The most impressive performance in movie came from Lara Robinson, who played both Lucinda as a child in the opening scene
and Abby through the latter half of the film. We've seen lot of creepy paranormal girls in movies the last decade or two, so it was fascinating to see the subtle different with Lucinda. Robinson didn't play her as malicious, creepy or impenetrable. She player his as a little girl terrified 24/7 because she knows all of the horrible things in the world and she doesn't have the capacity to deal with it. And then you wouldn't know that Abby is the same actress, because she gives a completely different vibe as a very normal-seeming and generally happy girl. And then the moment at the end with her and Caleb dressed in white on Eden, she carried herself with a regal serenity that was about as far as you can get from Lucinda. I'm sure a lot of that is down to Proyas's direction and Duggan's cinematography. But still, I was really impressed.

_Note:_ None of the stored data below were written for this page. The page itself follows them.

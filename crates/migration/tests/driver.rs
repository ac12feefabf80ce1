mod common;

use std::sync::Arc;

use common::{CountingInstances, RecordingAction, bound_tag, chain, deploy, key};
use pretty_assertions::assert_eq;
use tagline_core::VersionTag;
use tagline_migration::{
    AutoMigrationDriver, DriverOptions, MigrationDescriptor, MigrationError, MigrationRegistry,
};
use tagline_ports::{ExclusiveLock, NoopLock, acquire_exclusive};
use tagline_store_memory::MemoryBackend;

fn driver(
    backend: &MemoryBackend,
    descriptors: Vec<MigrationDescriptor>,
    options: DriverOptions,
) -> AutoMigrationDriver {
    let store = Arc::new(backend.clone());
    let registry = Arc::new(MigrationRegistry::new(descriptors).unwrap());
    AutoMigrationDriver::new(registry, store.clone(), store.clone(), store, options)
}

#[tokio::test]
async fn one_pass_carries_an_instance_to_the_end_of_the_chain() {
    let backend = MemoryBackend::new();
    let deployed = deploy(&backend, "invoice", &["1.0", "2.0", "3.0"]).await;
    let instance = backend.start_instance_on(deployed[0].id).unwrap();

    let action = Arc::new(RecordingAction::default());
    let driver = driver(
        &backend,
        chain("invoice", &[("1.0", "2.0"), ("2.0", "3.0")], &action),
        DriverOptions::default(),
    );
    let report = driver.run_once().await.unwrap();

    assert!(report.is_clean());
    assert_eq!(report.keys_scanned, 1);
    assert_eq!(report.instances_migrated(), 1);
    assert_eq!(report.hops_applied(), 2);
    assert_eq!(action.calls(), vec!["1.0 -> 2.0", "2.0 -> 3.0"]);
    assert_eq!(bound_tag(&backend, instance.id).await, VersionTag::new("3.0"));

    // A second pass finds nothing left to do.
    let again = driver.run_once().await.unwrap();
    assert!(again.outcomes.is_empty());
    assert_eq!(action.calls().len(), 2);
}

#[tokio::test]
async fn a_failing_instance_does_not_stop_its_siblings() {
    let backend = MemoryBackend::new();
    let deployed = deploy(&backend, "invoice", &["1.0", "2.0", "3.0"]).await;
    let failing = backend.start_instance_on(deployed[0].id).unwrap();
    let sibling = backend.start_instance_on(deployed[1].id).unwrap();

    let action = Arc::new(RecordingAction::failing_from("1.0"));
    let report = driver(
        &backend,
        chain("invoice", &[("1.0", "2.0"), ("2.0", "3.0")], &action),
        DriverOptions::default(),
    )
    .run_once()
    .await
    .unwrap();

    assert_eq!(report.failures.len(), 1);
    assert_eq!(report.failures[0].instance_id, failing.id);
    assert!(matches!(
        report.failures[0].error,
        MigrationError::ActionFailed { .. }
    ));
    assert_eq!(report.outcomes.len(), 1);
    assert_eq!(report.outcomes[0].instance_id, sibling.id);

    assert_eq!(bound_tag(&backend, failing.id).await, VersionTag::new("1.0"));
    assert_eq!(bound_tag(&backend, sibling.id).await, VersionTag::new("3.0"));
}

#[tokio::test]
async fn keys_without_migrations_are_not_queried() {
    let backend = MemoryBackend::new();
    let invoices = deploy(&backend, "invoice", &["1.0", "2.0"]).await;
    deploy(&backend, "shipping", &["1.0", "2.0"]).await;
    let instance = backend.start_instance_on(invoices[0].id).unwrap();
    backend.start_instance(&key("shipping")).unwrap();

    let store = Arc::new(backend.clone());
    let instances = Arc::new(CountingInstances::new(backend.clone()));
    let action = Arc::new(RecordingAction::default());
    let registry =
        Arc::new(MigrationRegistry::new(chain("invoice", &[("1.0", "2.0")], &action)).unwrap());
    let driver = AutoMigrationDriver::new(
        registry,
        store.clone(),
        instances.clone(),
        store,
        DriverOptions::default(),
    );

    let report = driver.run_once().await.unwrap();
    assert_eq!(report.keys_scanned, 2);
    assert_eq!(instances.listings(), 1);
    assert_eq!(bound_tag(&backend, instance.id).await, VersionTag::new("2.0"));
}

#[tokio::test]
async fn only_instances_on_a_source_tag_are_run() {
    let backend = MemoryBackend::new();
    let deployed = deploy(&backend, "invoice", &["1.0", "2.0", "3.0"]).await;
    backend.start_instance_on(deployed[0].id).unwrap();
    backend.start_instance_on(deployed[2].id).unwrap();

    let action = Arc::new(RecordingAction::default());
    let report = driver(
        &backend,
        chain("invoice", &[("1.0", "2.0")], &action),
        DriverOptions::default(),
    )
    .run_once()
    .await
    .unwrap();

    assert_eq!(report.outcomes.len(), 1);
    assert_eq!(action.calls(), vec!["1.0 -> 2.0"]);
}

#[tokio::test]
async fn concurrent_instances_all_complete() {
    let backend = MemoryBackend::new();
    let deployed = deploy(&backend, "invoice", &["1.0", "2.0", "3.0"]).await;
    let instances: Vec<_> = (0..8)
        .map(|_| backend.start_instance_on(deployed[0].id).unwrap())
        .collect();

    let action = Arc::new(RecordingAction::default());
    let report = driver(
        &backend,
        chain("invoice", &[("1.0", "2.0"), ("2.0", "3.0")], &action),
        DriverOptions {
            max_concurrent_instances: 4,
            ..DriverOptions::default()
        },
    )
    .run_once()
    .await
    .unwrap();

    assert!(report.is_clean());
    assert_eq!(report.instances_migrated(), 8);
    assert_eq!(report.hops_applied(), 16);
    for instance in instances {
        assert_eq!(bound_tag(&backend, instance.id).await, VersionTag::new("3.0"));
    }
}

#[tokio::test]
async fn held_lock_aborts_the_pass() {
    let backend = MemoryBackend::new();
    let deployed = deploy(&backend, "invoice", &["1.0", "2.0"]).await;
    let instance = backend.start_instance_on(deployed[0].id).unwrap();
    let action = Arc::new(RecordingAction::default());
    let driver = driver(
        &backend,
        chain("invoice", &[("1.0", "2.0")], &action),
        DriverOptions::default(),
    );

    let held = acquire_exclusive(backend.lock(), true).await.unwrap();
    let err = driver.run_once().await.unwrap_err();
    assert!(matches!(err, MigrationError::LockUnavailable { .. }));
    assert!(action.calls().is_empty());

    drop(held);
    driver.run_once().await.unwrap();
    assert_eq!(bound_tag(&backend, instance.id).await, VersionTag::new("2.0"));
}

#[tokio::test]
async fn lock_is_released_after_the_pass() {
    let backend = MemoryBackend::new();
    deploy(&backend, "invoice", &["1.0"]).await;
    let driver = driver(&backend, Vec::new(), DriverOptions::default());

    driver.run_once().await.unwrap();
    assert!(!backend.lock().is_locked());
    assert!(matches!(
        backend.lock().try_acquire().await.unwrap(),
        tagline_ports::LockAcquisition::Acquired(_)
    ));
}

#[tokio::test]
async fn unsupported_lock_still_runs() {
    let backend = MemoryBackend::new();
    let deployed = deploy(&backend, "invoice", &["1.0", "2.0"]).await;
    let instance = backend.start_instance_on(deployed[0].id).unwrap();

    let store = Arc::new(backend.clone());
    let action = Arc::new(RecordingAction::default());
    let registry =
        Arc::new(MigrationRegistry::new(chain("invoice", &[("1.0", "2.0")], &action)).unwrap());
    let driver = AutoMigrationDriver::new(
        registry,
        store.clone(),
        store,
        Arc::new(NoopLock),
        DriverOptions::default(),
    );

    driver.run_once().await.unwrap();
    assert_eq!(bound_tag(&backend, instance.id).await, VersionTag::new("2.0"));
}
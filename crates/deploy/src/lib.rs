#![forbid(unsafe_code)]
#![warn(missing_docs)]

//! # Tagline Deploy
//!
//! Deploys workflow resources grouped by the version tag in their file names
//! and gives every new definition an ordering value consistent with tag order.
//!
//! ## Key Components
//!
//! - [`ResourceVersionExtractor`] reads the tag out of a resource name
//! - [`VersionAllocator`] places a new definition among its neighbours
//! - [`DeploymentSink`] / [`DeploymentHooks`]: the pipeline port and its
//!   extension points
//! - [`VersionTagPolicy`] implements the hooks
//! - [`TaggedDeploymentCoordinator`] deploys a batch, one unit per tag

pub mod allocator;
pub mod coordinator;
pub mod error;
pub mod policy;
pub mod resource;
pub mod sink;

pub use allocator::{ORDERING_RESERVE, OrderedSlot, VersionAllocator};
pub use coordinator::{
    DeployOptions, DeploymentFailure, DeploymentReport, TaggedDeploymentCoordinator,
};
pub use error::DeployError;
pub use policy::VersionTagPolicy;
pub use resource::{DeploymentResource, ResourceVersionExtractor};
pub use sink::{
    DeclaredDefinition, DeployedUnit, DeploymentHooks, DeploymentSink, DeploymentUnit,
    OverriddenTag,
};
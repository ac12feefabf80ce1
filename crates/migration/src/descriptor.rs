//! Migration descriptors.

use std::fmt;
use std::sync::Arc;

use tagline_core::{DefinitionKey, VersionTag};

use crate::action::MigrationAction;

/// A registered rule: instances of `key` on `source_tag` move to the latest
/// definition tagged `target_tag` by running `action`.
#[derive(Clone)]
pub struct MigrationDescriptor {
    key: DefinitionKey,
    source_tag: VersionTag,
    target_tag: VersionTag,
    action: Arc<dyn MigrationAction>,
}

impl MigrationDescriptor {
    /// Describe one migration.
    pub fn new(
        key: DefinitionKey,
        source_tag: impl Into<VersionTag>,
        target_tag: impl Into<VersionTag>,
        action: Arc<dyn MigrationAction>,
    ) -> Self {
        Self {
            key,
            source_tag: source_tag.into(),
            target_tag: target_tag.into(),
            action,
        }
    }

    /// Workflow family.
    #[must_use]
    pub fn key(&self) -> &DefinitionKey {
        &self.key
    }

    /// Tag instances migrate away from.
    #[must_use]
    pub fn source_tag(&self) -> &VersionTag {
        &self.source_tag
    }

    /// Tag instances migrate to.
    #[must_use]
    pub fn target_tag(&self) -> &VersionTag {
        &self.target_tag
    }

    /// The action run for each hop.
    #[must_use]
    pub fn action(&self) -> &dyn MigrationAction {
        self.action.as_ref()
    }
}

impl fmt::Debug for MigrationDescriptor {
    fn fmt(&self, f: &mut fmt::Formatter<'_>) -> fmt::Result {
        f.debug_struct("MigrationDescriptor")
            .field("key", &self.key)
            .field("source_tag", &self.source_tag)
            .field("target_tag", &self.target_tag)
            .finish_non_exhaustive()
    }
}

impl fmt::Display for MigrationDescriptor {
    fn fmt(&self, f: &mut fmt::Formatter<'_>) -> fmt::Result {
        write!(f, "{} {} -> {}", self.key, self.source_tag, self.target_tag)
    }
}
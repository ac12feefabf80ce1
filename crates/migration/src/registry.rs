//! Immutable index of migration descriptors, grouped by key.

use std::collections::{BTreeMap, HashSet};

use petgraph::graph::{DiGraph, NodeIndex};
use tagline_core::{DefinitionKey, VersionTag};

use crate::descriptor::MigrationDescriptor;
use crate::error::MigrationError;

/// Every registered migration, grouped by workflow key.
///
/// Built once and read-only afterwards; share it behind an `Arc`.
/// Construction rejects configurations the chain executor cannot run
/// deterministically: two descriptors leaving the same tag of one key, or
/// descriptors that lead back to a tag already visited.
#[derive(Debug, Default)]
pub struct MigrationRegistry {
    by_key: BTreeMap<DefinitionKey, Vec<MigrationDescriptor>>,
}

impl MigrationRegistry {
    /// Build the registry.
    pub fn new(
        descriptors: impl IntoIterator<Item = MigrationDescriptor>,
    ) -> Result<Self, MigrationError> {
        let mut by_key: BTreeMap<DefinitionKey, Vec<MigrationDescriptor>> = BTreeMap::new();
        for descriptor in descriptors {
            by_key
                .entry(descriptor.key().clone())
                .or_default()
                .push(descriptor);
        }

        for (key, descriptors) in &by_key {
            reject_duplicate_sources(key, descriptors)?;
            reject_cycles(key, descriptors)?;
        }

        let registry = Self { by_key };
        tracing::info!(
            keys = registry.by_key.len(),
            migrations = registry.len(),
            "migration registry built"
        );
        Ok(registry)
    }

    /// Migrations registered for `key`; empty when there are none.
    #[must_use]
    pub fn migrations_for(&self, key: &DefinitionKey) -> &[MigrationDescriptor] {
        self.by_key.get(key).map(Vec::as_slice).unwrap_or_default()
    }

    /// Keys with at least one migration, sorted.
    pub fn keys(&self) -> impl Iterator<Item = &DefinitionKey> {
        self.by_key.keys()
    }

    /// Total number of descriptors.
    #[must_use]
    pub fn len(&self) -> usize {
        self.by_key.values().map(Vec::len).sum()
    }

    /// Whether no migration is registered.
    #[must_use]
    pub fn is_empty(&self) -> bool {
        self.by_key.is_empty()
    }
}

fn reject_duplicate_sources(
    key: &DefinitionKey,
    descriptors: &[MigrationDescriptor],
) -> Result<(), MigrationError> {
    let mut sources = HashSet::new();
    for descriptor in descriptors {
        if !sources.insert(descriptor.source_tag()) {
            return Err(MigrationError::DuplicateSource {
                key: key.clone(),
                source_tag: descriptor.source_tag().clone(),
            });
        }
    }
    Ok(())
}

fn reject_cycles(
    key: &DefinitionKey,
    descriptors: &[MigrationDescriptor],
) -> Result<(), MigrationError> {
    let mut graph: DiGraph<&VersionTag, ()> = DiGraph::new();
    let mut index: BTreeMap<&VersionTag, NodeIndex> = BTreeMap::new();
    for tag in descriptors
        .iter()
        .flat_map(|d| [d.source_tag(), d.target_tag()])
    {
        index.entry(tag).or_insert_with(|| graph.add_node(tag));
    }
    for descriptor in descriptors {
        graph.add_edge(
            index[descriptor.source_tag()],
            index[descriptor.target_tag()],
            (),
        );
    }

    if petgraph::algo::is_cyclic_directed(&graph) {
        return Err(MigrationError::CycleDetected { key: key.clone() });
    }
    Ok(())
}
#![forbid(unsafe_code)]
#![warn(missing_docs)]

//! # Tagline Engine
//!
//! Ties the pieces together for an embedding application:
//!
//! - [`EngineConfig`] loads layered settings (defaults, TOML file,
//!   `TAGLINE_` environment)
//! - [`MigratingEngine`] deploys the startup resources one tag at a time and
//!   then runs one auto-migration pass
//!
//! ```rust,ignore
//! let config = EngineConfig::load(Some(Path::new("tagline.toml")))?;
//! config.init_logging()?;
//! let engine = MigratingEngine::new(config, EngineStores::from_backend(backend), registry);
//! let report = engine.start(resources).await?;
//! ```

pub mod config;
pub mod engine;
pub mod error;

pub use config::{DeploymentConfig, ENV_PREFIX, EngineConfig, LockingConfig, MigrationConfig};
pub use engine::{EngineStores, MigratingEngine, StartupReport};
pub use error::{EngineError, EngineResult};
#![forbid(unsafe_code)]
#![warn(missing_docs)]

//! # Tagline Core
//!
//! Core types shared by every Tagline crate.
//!
//! ## Key Components
//!
//! - **Identifiers**: [`DefinitionId`], [`InstanceId`], [`DeploymentId`], [`TenantId`]
//! - **Keys**: [`DefinitionKey`], the family name of a workflow
//! - **Version tags**: [`VersionTag`] and its total order ([`tag::compare`])
//! - **Records**: [`Definition`], [`RunningInstance`], [`OrderingValue`]

pub mod definition;
pub mod id;
pub mod tag;

mod keys;

pub use definition::{Definition, OrderingValue, RunningInstance};
pub use id::*;
pub use keys::*;
pub use tag::VersionTag;
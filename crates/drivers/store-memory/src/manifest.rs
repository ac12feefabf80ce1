//! The JSON manifest a resource carries in place of a process model.
//!
//! ```json
//! {"definitions": [{"key": "invoice", "versionTag": "1.2.3"}]}
//! ```

use serde::Deserialize;
use tagline_core::{DefinitionKey, VersionTag};
use tagline_deploy::{DeclaredDefinition, DeployError, DeploymentResource};

#[derive(Debug, Deserialize)]
#[serde(deny_unknown_fields)]
struct Manifest {
    definitions: Vec<ManifestEntry>,
}

#[derive(Debug, Deserialize)]
#[serde(rename_all = "camelCase", deny_unknown_fields)]
struct ManifestEntry {
    key: DefinitionKey,
    #[serde(default)]
    version_tag: VersionTag,
}

/// Read the definitions declared by `resource`.
pub(crate) fn declared_definitions(
    resource: &DeploymentResource,
) -> Result<Vec<DeclaredDefinition>, DeployError> {
    let manifest: Manifest =
        serde_json::from_slice(&resource.content).map_err(|err| DeployError::Resource {
            name: resource.name.clone(),
            reason: err.to_string(),
        })?;
    Ok(manifest
        .definitions
        .into_iter()
        .map(|entry| DeclaredDefinition {
            key: entry.key,
            version_tag: entry.version_tag,
            resource_name: resource.name.clone(),
        })
        .collect())
}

And you're either a Nicholas Cage fan or your not. I most definitely am, so seeing him headline this was a tree. His performance reminded me of his work in
National Treasure and
The Family Man in just about equal measures. Rose Byrne has changed a lot since her role as a handmaiden in
Attack of the Clones. It's the kind of role Jennifer Connolly likes to take, but I found Byrne a lot more plausible than Connolly is.
The final sequence was to the spiritual what the final sequence in
2001 is to the scientific. It's the part that pulls heavily at making this a four-star movie for me instead of the really strong 3

that it is.
My second biblical-level origin story in two days. Both taking place at the end of the world. What fantastic time for science fiction again.